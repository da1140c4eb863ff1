//! Variadic argument resolution.
//!
//! The dynamic entry point ([`Kas::invoke`](crate::Kas::invoke)) accepts an
//! argument list in several shapes: optional parameters may be left out, an
//! options object may or may not be present, and a callback may close the
//! list at any optional position. [`resolve`] turns such a list into one
//! value per declared [`Param`] plus an optional callback, or rejects it.

use std::fmt;

use alloy_primitives::U256;
use serde_json::Value;

use super::transport::RawResponse;
use crate::error::Error;
use crate::types::{ContractOptions, HexId, IdentifierValue, QueryOptions};

/// A legacy completion callback: `(error, data, raw_response)`.
pub type Callback = Box<dyn FnOnce(Option<&Error>, Option<&Value>, Option<&RawResponse>) + Send>;

// ============================================================================
// Arguments
// ============================================================================

/// A non-callback argument.
#[derive(Clone, Debug, PartialEq)]
pub enum ArgValue {
    /// Any JSON value: strings, numbers, booleans, objects, arrays.
    Json(Value),
    /// An identifier to be normalized.
    Id(IdentifierValue),
    /// A list of identifiers to be normalized element-wise.
    Ids(Vec<IdentifierValue>),
    /// Already validated query options.
    Options(QueryOptions),
}

/// The shape of an argument, as seen by the resolver.
#[derive(Clone, Copy, Debug, PartialEq, Eq)]
pub enum ArgKind {
    Callback,
    Null,
    String,
    Object,
    Other,
}

impl ArgValue {
    pub fn kind(&self) -> ArgKind {
        match self {
            ArgValue::Json(Value::Null) => ArgKind::Null,
            ArgValue::Json(Value::String(_)) => ArgKind::String,
            ArgValue::Json(Value::Object(_)) | ArgValue::Options(_) => ArgKind::Object,
            _ => ArgKind::Other,
        }
    }
}

/// One element of a variadic argument list.
pub enum Arg {
    Value(ArgValue),
    Callback(Callback),
}

impl Arg {
    /// Wrap a closure as a callback argument.
    pub fn callback(
        f: impl FnOnce(Option<&Error>, Option<&Value>, Option<&RawResponse>) + Send + 'static,
    ) -> Self {
        Arg::Callback(Box::new(f))
    }

    /// An identifier argument.
    pub fn id(value: impl Into<IdentifierValue>) -> Self {
        Arg::Value(ArgValue::Id(value.into()))
    }

    /// A list of identifiers.
    pub fn ids<I, V>(values: I) -> Self
    where
        I: IntoIterator<Item = V>,
        V: Into<IdentifierValue>,
    {
        Arg::Value(ArgValue::Ids(values.into_iter().map(Into::into).collect()))
    }

    /// An explicitly omitted argument.
    pub fn null() -> Self {
        Arg::Value(ArgValue::Json(Value::Null))
    }

    pub fn kind(&self) -> ArgKind {
        match self {
            Arg::Callback(_) => ArgKind::Callback,
            Arg::Value(value) => value.kind(),
        }
    }
}

impl fmt::Debug for Arg {
    fn fmt(&self, f: &mut fmt::Formatter<'_>) -> fmt::Result {
        match self {
            Arg::Value(value) => value.fmt(f),
            Arg::Callback(_) => f.write_str("<callback>"),
        }
    }
}

impl From<Value> for Arg {
    fn from(value: Value) -> Self {
        Arg::Value(ArgValue::Json(value))
    }
}

impl From<&str> for Arg {
    fn from(value: &str) -> Self {
        Arg::Value(ArgValue::Json(Value::String(value.to_string())))
    }
}

impl From<String> for Arg {
    fn from(value: String) -> Self {
        Arg::Value(ArgValue::Json(Value::String(value)))
    }
}

impl From<bool> for Arg {
    fn from(value: bool) -> Self {
        Arg::Value(ArgValue::Json(Value::Bool(value)))
    }
}

macro_rules! impl_arg_from_number {
    ($($t:ty),+) => {
        $(
            impl From<$t> for Arg {
                fn from(value: $t) -> Self {
                    Arg::Value(ArgValue::Json(Value::from(value)))
                }
            }
        )+
    };
}

impl_arg_from_number!(u8, u16, u32, u64, i8, i16, i32, i64, f64);

impl From<U256> for Arg {
    fn from(value: U256) -> Self {
        Arg::id(value)
    }
}

impl From<HexId> for Arg {
    fn from(value: HexId) -> Self {
        Arg::id(value)
    }
}

impl From<IdentifierValue> for Arg {
    fn from(value: IdentifierValue) -> Self {
        Arg::Value(ArgValue::Id(value))
    }
}

impl From<QueryOptions> for Arg {
    fn from(value: QueryOptions) -> Self {
        Arg::Value(ArgValue::Options(value))
    }
}

impl From<ContractOptions> for Arg {
    fn from(value: ContractOptions) -> Self {
        Arg::Value(ArgValue::Json(value.to_value()))
    }
}

impl From<Callback> for Arg {
    fn from(value: Callback) -> Self {
        Arg::Callback(value)
    }
}

impl<T: Into<Arg>> From<Option<T>> for Arg {
    fn from(value: Option<T>) -> Self {
        value.map_or_else(Arg::null, Into::into)
    }
}

/// Build a `Vec<Arg>` from heterogeneous values.
///
/// ```
/// use kas_kit::{Arg, args};
///
/// let list = args!["my-alias", 7, Arg::callback(|_, _, _| {})];
/// assert_eq!(list.len(), 3);
/// ```
#[macro_export]
macro_rules! args {
    () => { ::std::vec::Vec::<$crate::Arg>::new() };
    ($($arg:expr),+ $(,)?) => {
        ::std::vec![$($crate::Arg::from($arg)),+]
    };
}

// ============================================================================
// Parameter specs
// ============================================================================

/// How a declared parameter may be filled.
#[derive(Clone, Copy, Debug, PartialEq, Eq)]
pub enum ParamKind {
    /// Must be present and non-null; a callback here is an error.
    Required,
    /// Positional and optional; a callback here ends the argument list.
    Optional,
    /// An object (options bag) that may be skipped entirely.
    OptionalObject,
    /// A string or an object, each handled differently by the endpoint.
    Polymorphic,
}

/// A const-friendly default value.
#[derive(Clone, Copy, Debug, PartialEq)]
pub enum Literal {
    Bool(bool),
    Int(i64),
    Str(&'static str),
}

impl Literal {
    pub fn to_value(&self) -> Value {
        match self {
            Literal::Bool(b) => Value::Bool(*b),
            Literal::Int(n) => Value::from(*n),
            Literal::Str(s) => Value::String((*s).to_string()),
        }
    }
}

/// One declared parameter of an endpoint.
#[derive(Clone, Copy, Debug, PartialEq)]
pub struct Param {
    pub name: &'static str,
    pub kind: ParamKind,
    pub default: Option<Literal>,
}

impl Param {
    pub const fn required(name: &'static str) -> Self {
        Self {
            name,
            kind: ParamKind::Required,
            default: None,
        }
    }

    pub const fn optional(name: &'static str) -> Self {
        Self {
            name,
            kind: ParamKind::Optional,
            default: None,
        }
    }

    /// An optional parameter that falls back to `default` when omitted.
    pub const fn optional_or(name: &'static str, default: Literal) -> Self {
        Self {
            name,
            kind: ParamKind::Optional,
            default: Some(default),
        }
    }

    pub const fn object(name: &'static str) -> Self {
        Self {
            name,
            kind: ParamKind::OptionalObject,
            default: None,
        }
    }

    pub const fn polymorphic(name: &'static str) -> Self {
        Self {
            name,
            kind: ParamKind::Polymorphic,
            default: None,
        }
    }
}

// ============================================================================
// Resolution
// ============================================================================

/// One value slot per declared parameter, plus the callback if one was given.
pub struct ResolvedArgs {
    pub values: Vec<Option<ArgValue>>,
    pub callback: Option<Callback>,
}

impl ResolvedArgs {
    /// Take the value of the parameter at `index`.
    pub fn take(&mut self, index: usize) -> Option<ArgValue> {
        self.values.get_mut(index).and_then(Option::take)
    }

    pub fn get(&self, index: usize) -> Option<&ArgValue> {
        self.values.get(index).and_then(Option::as_ref)
    }

    pub fn has_callback(&self) -> bool {
        self.callback.is_some()
    }
}

impl fmt::Debug for ResolvedArgs {
    fn fmt(&self, f: &mut fmt::Formatter<'_>) -> fmt::Result {
        f.debug_struct("ResolvedArgs")
            .field("values", &self.values)
            .field("callback", &self.callback.as_ref().map(|_| "<callback>"))
            .finish()
    }
}

/// Resolve a variadic argument list against declared parameters.
///
/// Arguments are matched left to right. `null` stands for an omitted
/// optional argument. A callback at an optional slot becomes the callback
/// and must be the last argument; every later parameter is left unset (or
/// defaulted). After all parameters are matched, one trailing callback is
/// accepted.
///
/// # Errors
///
/// [`Error::InvalidArgumentShape`] for a missing required argument, a
/// callback at a required slot, a non-object at an object slot, a value that
/// is neither string nor object at a polymorphic slot, arguments after a
/// callback, and extra arguments.
pub fn resolve(args: Vec<Arg>, params: &[Param]) -> Result<ResolvedArgs, Error> {
    let mut values: Vec<Option<ArgValue>> = params.iter().map(|_| None).collect();
    let mut callback = None;
    let mut args = args.into_iter();

    for (index, param) in params.iter().enumerate() {
        let Some(arg) = args.next() else {
            break;
        };

        let value = match arg {
            Arg::Callback(cb) => {
                if param.kind == ParamKind::Required {
                    return Err(Error::shape(format!(
                        "a callback was given where `{}` is required",
                        param.name
                    )));
                }
                callback = Some(cb);
                break;
            }
            Arg::Value(value) => value,
        };

        let kind = value.kind();
        if kind == ArgKind::Null {
            continue;
        }

        match param.kind {
            ParamKind::Required | ParamKind::Optional => {}
            ParamKind::OptionalObject => {
                if kind != ArgKind::Object {
                    return Err(Error::shape(format!("`{}` must be an object", param.name)));
                }
            }
            ParamKind::Polymorphic => {
                if kind != ArgKind::String && kind != ArgKind::Object {
                    return Err(Error::shape(format!(
                        "`{}` must be a string, an object or a callback",
                        param.name
                    )));
                }
            }
        }
        values[index] = Some(value);
    }

    match args.next() {
        None => {}
        Some(Arg::Callback(cb)) if callback.is_none() => callback = Some(cb),
        Some(_) if callback.is_some() => {
            return Err(Error::shape("arguments given after the callback"));
        }
        Some(_) => {
            return Err(Error::shape(format!(
                "too many arguments: expected at most {} and a callback",
                params.len()
            )));
        }
    }
    if args.next().is_some() {
        return Err(Error::shape(format!(
            "too many arguments: expected at most {} and a callback",
            params.len()
        )));
    }

    for (param, value) in params.iter().zip(values.iter_mut()) {
        if value.is_none() {
            if param.kind == ParamKind::Required {
                return Err(Error::shape(format!("missing required argument `{}`", param.name)));
            }
            if let Some(default) = param.default {
                *value = Some(ArgValue::Json(default.to_value()));
            }
        }
    }

    Ok(ResolvedArgs { values, callback })
}
//! Metadata API: JSON metadata hosted by KAS for token URIs.

use serde_json::Value;

use crate::args;
use crate::client::{Call, Encoding, Endpoint, Facade, Field, Param};
use crate::error::Error;
use crate::types::{HttpMethod, MetadataUpload, Service};

pub const UPLOAD_METADATA: Endpoint = Endpoint {
    name: "metadata.upload_metadata",
    service: Service::Metadata,
    method: HttpMethod::Post,
    path: "/metadata",
    params: &[Param::required("metadata"), Param::optional("filename")],
    body_fields: &[
        Field::named("metadata", Encoding::Object),
        Field::named("filename", Encoding::Text),
    ],
    ..Endpoint::BLANK
};

pub(crate) const ENDPOINTS: &[&Endpoint] = &[&UPLOAD_METADATA];

/// Client for the metadata API.
///
/// # Example
///
/// ```rust,no_run
/// use kas_kit::*;
/// use serde_json::json;
///
/// # async fn example(kas: Kas) -> Result<(), Error> {
/// let upload = kas
///     .metadata()?
///     .upload_metadata(json!({ "name": "Sword", "image": "https://example.com/sword.png" }), None)?
///     .await?;
/// println!("hosted at {}", upload.uri);
/// # Ok(())
/// # }
/// ```
#[derive(Clone, Debug)]
pub struct Metadata {
    facade: Facade,
}

super::impl_resource!(Metadata, Service::Metadata);

impl Metadata {
    /// Upload a JSON object. KAS picks a file name when `filename` is `None`.
    pub fn upload_metadata(
        &self,
        metadata: Value,
        filename: Option<String>,
    ) -> Result<Call<MetadataUpload>, Error> {
        self.facade
            .prepare(&UPLOAD_METADATA, args![metadata, filename])
    }
}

ASSIGNED TASK:
Go through the entries. Report every line that contains the word "crate".

EXERCISE RESPONSE:
//! The dynamic entry point ([`Kas::invoke`](crate::Kas::invoke)) accepts an
use crate::error::Error;
use crate::types::{ContractOptions, HexId, IdentifierValue, QueryOptions};
    () => { ::std::vec::Vec::<$crate::Arg>::new() };
        ::std::vec![$($crate::Arg::from($arg)),+]
use crate::args;
use crate::client::{Call, Encoding, Endpoint, Facade, Field, Param};
use crate::error::Error;
use crate::types::{HttpMethod, MetadataUpload, Service};
pub(crate) const ENDPOINTS: &[&Endpoint] = &[&UPLOAD_METADATA];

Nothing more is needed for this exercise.